Three finalists chosen for Arundel schools superintendent


Former interim head of Baltimore schools among those up for job; candidates to be interviewed in county next week

By Anica Butler
sun reporter
April 20, 2006

The three finalists for Anne Arundel County schools superintendent, announced yesterday, include a former interim CEO of Baltimore schools whose last two leadership posts ended in controversy; the chief of a 5,500-student school district in Pennsylvania; and a midlevel Montgomery County administrator.
From a field of 20 applicants, the school board selected Robert E. Schiller, retired state schools superintendent of Illinois; Dana Bedden, superintendent of William Penn District, Pa.; and Kevin Maxwell, community superintendent of Montgomery County Public Schools. Each will spend a day in the county next week, meeting with selected parents and community members and interviewing with the board.

"I'm excited to have them coming in town and going through the public forums," said Konrad Wayson, president of the board of education.

The board hired the Maryland Association of Boards of Education for $27,000 to conduct a search to replace Eric J. Smith, who abruptly departed in November. Nancy M. Mann is serving as interim superintendent of the 74,000-student system until her contract ends in July.

Wayson said the fact that only one candidate has experience leading a large school district is not an issue.

"The president was never president before he was elected," Wayson said.

The candidate with the longest resume is Schiller, 59. During a state takeover, he was brought in as interim chief executive of Baltimore schools from 1997 to 1998 to stabilize and reorganize them.

Before then, Schiller was a deputy superintendent in Delaware and the state superintendent in Michigan. More recently, he has been a superintendent in New Jersey and Louisiana and, most recently, was state superintendent in Illinois before resigning in 2004. That year, he was among the finalists for the top job in Washington, D.C.

According to news reports, Schiller left his Illinois post amid a state board shake-up orchestrated by Gov. Rod R. Blagojevich.

Wayson said the situation did not concern him, because it was political.


Schiller came to Illinois from the Caddo Parish School System in 2002. According to reports by the Associated Press, a 2003 Louisiana legislative audit found that Schiller orchestrated a land deal during his tenure that cost $130,000 more than it was worth, and he was awarded nearly $30,000 in "improper" payments when he resigned.
But the attorney for the school board in Caddo said yesterday that the school board never agreed with the findings of the audit.

Schiller could not be reached for comment yesterday.

Bedden has been superintendent in Lansdowne, Pa., since 2004. Twenty-one percent of the school system's students are in special education, and 60 percent are classified as low income, according to its Web site.
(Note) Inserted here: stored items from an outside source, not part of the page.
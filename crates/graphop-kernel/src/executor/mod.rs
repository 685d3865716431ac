//! Plan execution
//!
//! Execution runs in two phases with separate executors: **unlink** nulls or
//! filters every severed reference, then **process** deletes objects and
//! applies the operation's mutation. Each batch addresses one class with a
//! set of ids and goes to the [`Processor`] in a single call.

use crate::dag::DependencyGraph;
use crate::error::{GraphError, Violation, ViolationReport};
use crate::permissions::{default_abilities, PermissionVoter};
use crate::plan::Plan;
use crate::store::{DetailsChange, ObjectStore};
use crate::types::{Ability, AbilitySet, Action, Actor, OperationKind};
use graphop_schema::{ClassId, LinkId, ModelRef, Schema};
use indexmap::{IndexMap, IndexSet};
use std::collections::{BTreeSet, HashMap};
use tracing::debug;

/// Applies batches to the store
pub trait Processor {
    /// Null a to-one property
    ///
    /// # Errors
    /// Store failures
    fn null_properties(&mut self, class: ClassId, property: &str, ids: &[u64]) -> Result<usize, GraphError>;

    /// Remove items from a to-many property
    ///
    /// # Errors
    /// Store failures
    fn filter_properties(
        &mut self,
        class: ClassId,
        property: &str,
        ids: &[u64],
        remove: &[ModelRef],
    ) -> Result<usize, GraphError>;

    /// Delete objects
    ///
    /// # Errors
    /// Store failures
    fn delete_instances(&mut self, class: ClassId, ids: &[u64]) -> Result<usize, GraphError>;

    /// Apply the operation's mutation
    ///
    /// # Errors
    /// Store failures
    fn process_instances(&mut self, class: ClassId, ids: &[u64]) -> Result<usize, GraphError>;

    /// Check the actor's abilities before a batch
    ///
    /// # Errors
    /// [`GraphError::PolicyViolation`] naming every object lacking abilities
    fn assert_may_process(&self, class: ClassId, ids: &[u64], abilities: &AbilitySet) -> Result<(), GraphError>;

    /// Order the deletion targets of one class
    fn arrange_deletion_targets(&self, _class: ClassId, ids: Vec<u64>) -> Vec<u64> {
        ids
    }
}

/// Processor writing through an [`ObjectStore`]
pub struct StoreProcessor<'a> {
    store: &'a mut dyn ObjectStore,
    schema: &'a Schema,
    mutation: Option<DetailsChange>,
    actor: &'a Actor,
    voter: &'a dyn PermissionVoter,
    unchecked: &'a BTreeSet<ModelRef>,
}

impl<'a> StoreProcessor<'a> {
    /// Processor applying `mutation` to processed objects
    pub fn new(
        store: &'a mut dyn ObjectStore,
        schema: &'a Schema,
        mutation: Option<DetailsChange>,
        actor: &'a Actor,
        voter: &'a dyn PermissionVoter,
        unchecked: &'a BTreeSet<ModelRef>,
    ) -> Self {
        Self {
            store,
            schema,
            mutation,
            actor,
            voter,
            unchecked,
        }
    }
}

impl Processor for StoreProcessor<'_> {
    fn null_properties(&mut self, class: ClassId, property: &str, ids: &[u64]) -> Result<usize, GraphError> {
        Ok(self.store.null_property(class, property, ids)?)
    }

    fn filter_properties(
        &mut self,
        class: ClassId,
        property: &str,
        ids: &[u64],
        remove: &[ModelRef],
    ) -> Result<usize, GraphError> {
        Ok(self.store.filter_collection(class, property, ids, remove)?)
    }

    fn delete_instances(&mut self, class: ClassId, ids: &[u64]) -> Result<usize, GraphError> {
        Ok(self.store.delete(class, ids)?)
    }

    fn process_instances(&mut self, class: ClassId, ids: &[u64]) -> Result<usize, GraphError> {
        match self.mutation {
            Some(change) => Ok(self.store.update_details(class, ids, change)?),
            None => Ok(0),
        }
    }

    fn assert_may_process(&self, class: ClassId, ids: &[u64], abilities: &AbilitySet) -> Result<(), GraphError> {
        let violations: Vec<Violation> = ids
            .iter()
            .map(|id| ModelRef::new(class, *id))
            .filter(|subject| !self.unchecked.contains(subject))
            .filter(|subject| !self.voter.has_abilities(self.actor, *subject, abilities))
            .map(|subject| Violation {
                class: self.schema.name(class).to_string(),
                id: subject.id,
                required: abilities.clone(),
            })
            .collect();
        if violations.is_empty() {
            Ok(())
        } else {
            Err(GraphError::PolicyViolation(ViolationReport { violations }))
        }
    }
}

/// Wrapper that checks permissions but writes nothing
///
/// Every write reports the number of ids it would have touched.
pub struct DryRunProcessor<P> {
    inner: P,
}

impl<P: Processor> DryRunProcessor<P> {
    /// Wrap a processor
    pub fn new(inner: P) -> Self {
        Self { inner }
    }
}

impl<P: Processor> Processor for DryRunProcessor<P> {
    fn null_properties(&mut self, _class: ClassId, _property: &str, ids: &[u64]) -> Result<usize, GraphError> {
        Ok(ids.len())
    }

    fn filter_properties(
        &mut self,
        _class: ClassId,
        _property: &str,
        ids: &[u64],
        _remove: &[ModelRef],
    ) -> Result<usize, GraphError> {
        Ok(ids.len())
    }

    fn delete_instances(&mut self, _class: ClassId, ids: &[u64]) -> Result<usize, GraphError> {
        Ok(ids.len())
    }

    fn process_instances(&mut self, _class: ClassId, ids: &[u64]) -> Result<usize, GraphError> {
        Ok(ids.len())
    }

    fn assert_may_process(&self, class: ClassId, ids: &[u64], abilities: &AbilitySet) -> Result<(), GraphError> {
        self.inner.assert_may_process(class, ids, abilities)
    }

    fn arrange_deletion_targets(&self, class: ClassId, ids: Vec<u64>) -> Vec<u64> {
        self.inner.arrange_deletion_targets(class, ids)
    }
}

/// What a batch does
#[derive(Debug, Clone, PartialEq, Eq)]
pub enum BatchOp {
    /// Null a to-one property
    Null {
        /// Holder class
        class: ClassId,
        /// Property name
        property: String,
    },
    /// Remove items from a to-many property
    Filter {
        /// Holder class
        class: ClassId,
        /// Property name
        property: String,
        /// Items to remove
        remove: Vec<ModelRef>,
    },
    /// Delete objects
    Delete {
        /// Concrete class
        class: ClassId,
    },
    /// Apply the mutation
    Process {
        /// Concrete class
        class: ClassId,
    },
}

impl BatchOp {
    fn class(&self) -> ClassId {
        match self {
            BatchOp::Null { class, .. }
            | BatchOp::Filter { class, .. }
            | BatchOp::Delete { class }
            | BatchOp::Process { class } => *class,
        }
    }

    fn label(&self) -> &'static str {
        match self {
            BatchOp::Null { .. } => "null",
            BatchOp::Filter { .. } => "filter",
            BatchOp::Delete { .. } => "delete",
            BatchOp::Process { .. } => "process",
        }
    }
}

/// One processor call
#[derive(Debug, Clone, PartialEq, Eq)]
pub struct Batch {
    /// Operation
    pub op: BatchOp,
    /// Ids addressed
    pub ids: Vec<u64>,
    /// Abilities asserted before the call
    pub abilities: AbilitySet,
}

/// Counts of affected objects
#[derive(Debug, Clone, Copy, Default, PartialEq, Eq)]
pub struct ExecutionSummary {
    /// Batches run
    pub batches: usize,
    /// Holders whose to-one links were nulled
    pub nulled: usize,
    /// Holders whose collections were filtered
    pub filtered: usize,
    /// Objects deleted
    pub deleted: usize,
    /// Objects mutated
    pub processed: usize,
}

impl ExecutionSummary {
    /// Sum two summaries
    #[must_use]
    pub fn merge(self, other: Self) -> Self {
        Self {
            batches: self.batches + other.batches,
            nulled: self.nulled + other.nulled,
            filtered: self.filtered + other.filtered,
            deleted: self.deleted + other.deleted,
            processed: self.processed + other.processed,
        }
    }
}

/// Execution phases
#[derive(Debug, Clone, Copy, PartialEq, Eq)]
pub enum Phase {
    /// Sever references
    Unlink,
    /// Delete and mutate
    Process,
}

/// Ordered batches of one phase
#[derive(Debug, Clone)]
pub struct BatchExecutor {
    phase: Phase,
    batches: Vec<Batch>,
}

impl BatchExecutor {
    /// Batches severing every reference the plan lists
    ///
    /// Holders are grouped by class, property and verdict so every holder of
    /// a group drops the same set of targets.
    #[must_use]
    pub fn unlink(plan: &Plan, schema: &Schema, batch_size: usize) -> Self {
        type Group = (IndexSet<u64>, IndexSet<ModelRef>);
        let mut groups: IndexMap<(ClassId, LinkId, Action), Group> = IndexMap::new();
        for severed in &plan.severed {
            let key = (severed.holder.class, severed.link, severed.holder_action);
            let (holders, targets) = groups.entry(key).or_default();
            holders.insert(severed.holder.id);
            targets.insert(severed.target);
        }

        let mut batches = Vec::new();
        for ((class, link, holder_action), (holders, targets)) in groups {
            let link = schema.link_by_id(link);
            let abilities = if holder_action.is_processed() {
                AbilitySet::new()
            } else {
                AbilitySet::from([Ability::Update])
            };
            let ids: Vec<u64> = holders.into_iter().collect();
            let remove: Vec<ModelRef> = targets.into_iter().collect();
            for chunk in ids.chunks(batch_size) {
                let op = if link.is_to_many() {
                    BatchOp::Filter {
                        class,
                        property: link.name.clone(),
                        remove: remove.clone(),
                    }
                } else {
                    BatchOp::Null {
                        class,
                        property: link.name.clone(),
                    }
                };
                batches.push(Batch {
                    op,
                    ids: chunk.to_vec(),
                    abilities: abilities.clone(),
                });
            }
        }
        Self {
            phase: Phase::Unlink,
            batches,
        }
    }

    /// Batches deleting and mutating the plan's objects
    ///
    /// Deletions come first, layered so that an object holding a non-nullable
    /// link to another deleted object goes in an earlier batch.
    ///
    /// # Errors
    /// [`Inconsistency::DeletionCycle`](crate::error::Inconsistency) when
    /// deleted objects hold non-nullable links in a loop
    pub fn process(
        plan: &Plan,
        batch_size: usize,
        processor: &dyn Processor,
    ) -> Result<Self, GraphError> {
        let mut graph = DependencyGraph::new();
        let mut rank = HashMap::new();
        for (index, subject) in plan.to_delete.refs().enumerate() {
            graph.add_node(subject);
            rank.insert(subject, index);
        }
        for (referer, referee) in &plan.dependencies {
            graph.add_edge(*referer, *referee);
        }

        let mut batches = Vec::new();
        let delete = default_abilities(Action::Delete, plan.kind);
        for layer in graph.layers(&rank)? {
            let mut by_class: IndexMap<ClassId, Vec<u64>> = IndexMap::new();
            for subject in layer {
                by_class.entry(subject.class).or_default().push(subject.id);
            }
            for (class, ids) in by_class {
                let ids = processor.arrange_deletion_targets(class, ids);
                for chunk in ids.chunks(batch_size) {
                    batches.push(Batch {
                        op: BatchOp::Delete { class },
                        ids: chunk.to_vec(),
                        abilities: delete.clone(),
                    });
                }
            }
        }

        let include = default_abilities(Action::Include, plan.kind);
        if plan.kind.mutates() && plan.kind != OperationKind::Duplicate {
            for (class, ids) in plan.to_process.iter() {
                for chunk in ids.chunks(batch_size) {
                    batches.push(Batch {
                        op: BatchOp::Process { class },
                        ids: chunk.to_vec(),
                        abilities: include.clone(),
                    });
                }
            }
        }
        Ok(Self {
            phase: Phase::Process,
            batches,
        })
    }

    /// Phase of these batches
    #[inline]
    #[must_use]
    pub fn phase(&self) -> Phase {
        self.phase
    }

    /// Batches in execution order
    #[inline]
    #[must_use]
    pub fn batches(&self) -> &[Batch] {
        &self.batches
    }

    /// Run every batch in order
    ///
    /// # Errors
    /// The first failing permission assertion or store call; earlier batches
    /// stay applied
    pub fn execute(&self, processor: &mut dyn Processor) -> Result<ExecutionSummary, GraphError> {
        let mut summary = ExecutionSummary::default();
        for batch in &self.batches {
            let class = batch.op.class();
            if !batch.abilities.is_empty() {
                processor.assert_may_process(class, &batch.ids, &batch.abilities)?;
            }
            let affected = match &batch.op {
                BatchOp::Null { class, property } => {
                    let n = processor.null_properties(*class, property, &batch.ids)?;
                    summary.nulled += n;
                    n
                }
                BatchOp::Filter {
                    class,
                    property,
                    remove,
                } => {
                    let n = processor.filter_properties(*class, property, &batch.ids, remove)?;
                    summary.filtered += n;
                    n
                }
                BatchOp::Delete { class } => {
                    let n = processor.delete_instances(*class, &batch.ids)?;
                    summary.deleted += n;
                    n
                }
                BatchOp::Process { class } => {
                    let n = processor.process_instances(*class, &batch.ids)?;
                    summary.processed += n;
                    n
                }
            };
            summary.batches += 1;
            debug!(phase = ?self.phase, op = batch.op.label(), class = %class, ids = batch.ids.len(), affected, "batch executed");
        }
        Ok(summary)
    }
}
William Penn District has one high school, two junior high schools and eight elementary schools.

Bedden, 39, points to his experience as a principal in Washington, D.C., and Fairfax, Va., and as an assistant superintendent in Philadelphia as preparation to take over Anne Arundel's system.

"I think it's big enough to have some significant impact in the lives of children but not behemoth so you can't get your hands around it," Bedden said.

Bedden said that if hired, he would work to maintain the performance of schools and students who are succeeding and to close the gap between them and students who are not doing as well.

The third finalist, Maxwell, 54, received his doctorate from the University of Maryland, Baltimore County and is a community superintendent in Montgomery County, overseeing 39 schools and about 27,000 students.

Before that, Maxwell was a principal in Montgomery County and a chief educational administrator and a principal in Prince George's County.

"I believe it's a wonderful opportunity, and I've been well-prepared for that position," he said of the Anne Arundel job.

Though he has never held the top job in a school system, he said that he has been in leadership roles for most of his 28-year career, and that the cluster of schools he oversees in Montgomery County is larger than many school systems.

Two of his daughters are graduates of Arundel High School, adding to his familiarity with Anne Arundel.

"The challenges are a lot similar to what most school systems face," Maxwell said. "There's a lot of work that needs to be done with closing the achievement gap."



anica.butler@baltsun.com


Copyright © 2006, The Baltimore Sun | Get Sun home delivery
Link to the article: http://www.baltimoresun.com/news/education/bal-md.ar.search20apr20,0,3119501.story?coll=bal-education-k12

Visit http://www.baltimoresun.com

April 10, 2006

an open letter to teachers....

(this was submitted to the Baltimore Sun as an OP/ED piece 3-31-06)

Every single teacher who still values their profession must act now to stop the systematic destruction of our public school system. Your strength is in your knowledge and passion, and in the sheer numbers of you. You alone understand the defeat of policy that ties your hands and then tells you to perform. The testing model, as you know, does not substitute for teaching, does not address the academic needs of any community. You have stoically conformed to the restrictive policies of what you believed was yet another trend, and many of you believed that this too would pass. Now you realize the magnitude and intent of this coercive trend. This is not going to pass; not without your help.


Organize now.


The NEA has itemized the following serious shortcomings of the NCLB law:

It imposes invalid one-size-fits-all measures on students, failing to recognize that different children learn in different ways and with different timelines.

Its vision of accountability focuses more on punishing children and schools than on giving them the support they need to improve.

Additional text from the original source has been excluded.